首先是详细地占有材料。讨论孔子和他的思想,谁都离不开《论语》。这是不错的,因为经过历代学者反复审视,都肯定《论语》保存了孔子言行的原始记录,属于较可信赖的材料。但倘如钱玄同所说研究孔子只有专门根据《论语》,才能保持可靠性,那就成了问题。
今本《论语》编定于公元二世纪,上距孔子去世已六百年。它的原始结集虽然可以肯定出于孔门弟子之手,但结集的时间和编者本来就不清楚。它怎样在各个宗派中间抄写流传,到公元前一世纪出现三种文本的过程,也仍然是个谜。我们只知道今本是西汉张禹和东汉郑玄在相隔百余年间两次重新结集的产物,篇目文字都有变动,却无法同早期文本对勘。这个事实,已使今本的可靠性打了折扣,何况其中可能还有别家作品窜入[15]。
即使今本《论语》完全没有经过后人增删窜改,作为研究孔子的原始材料,也有严重缺陷,就是太简单,太笼统,太片面。依据孔子“三十而立”的自述,他在春秋晚期历史舞台上,活动长达四十三年,而今本《论语》的白文,据统计只有一万二千七百字,每年平均记录不足三百字。

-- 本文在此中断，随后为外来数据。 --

use std::sync::Arc;

use crate::config::ServerConfig;

/// Shared application state available to all Axum handlers via `State<AppState>`.
///
/// Cheaply cloneable: the pool is reference-counted and the config is behind `Arc`.
#[derive(Clone)]
pub struct AppState {
    /// Database connection pool.
    pub pool: notyetdude_db::DbPool,
    /// Server configuration.
    pub config: Arc<ServerConfig>,
}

其中大部分篇章是孔子同他的学生或主人的对话录,却多半不记背景,甚至不记对话者是谁,这就为用它来历史地考察孔子思想带来很大困难。据我考察,今本《论语》保存的材料,大概都是孔子五十岁以后的言行录,充其量只能利用来研究孔子晚年思想,而且也需要先作编年的考订。历代学者对《论语》考证虽多,但如欧洲近代学者考证《圣经》那样逐一弄清各书各章的编订时间和可能作者的工作,极少有人从事,也许只有清代崔述可算例外。正因如此,《论语》可以作为材料依据,却不可视作唯一可靠的依据,也不可当作现成依据随意利用。
先秦两汉各种著作,几乎无不说到孔子,不少种编集时间都早于今本《论语》。其中固然有荒诞的神话,失实的传说,有意的编造,但也含有极有价值的古老史料。比如说,每个传记作者都渴求的有关孔子个人身世的材料,在《论语》中便难于觅到,却在战国诸子和两汉史书经注纬书中能够寻踪。奇怪的是,愈到近代,人们愈是忽视乃至鄙弃这类材料,仅仅抱着一部《论语》论孔子,实际仍在张禹、郑玄的手心里翻跟斗,自然愈论愈模糊。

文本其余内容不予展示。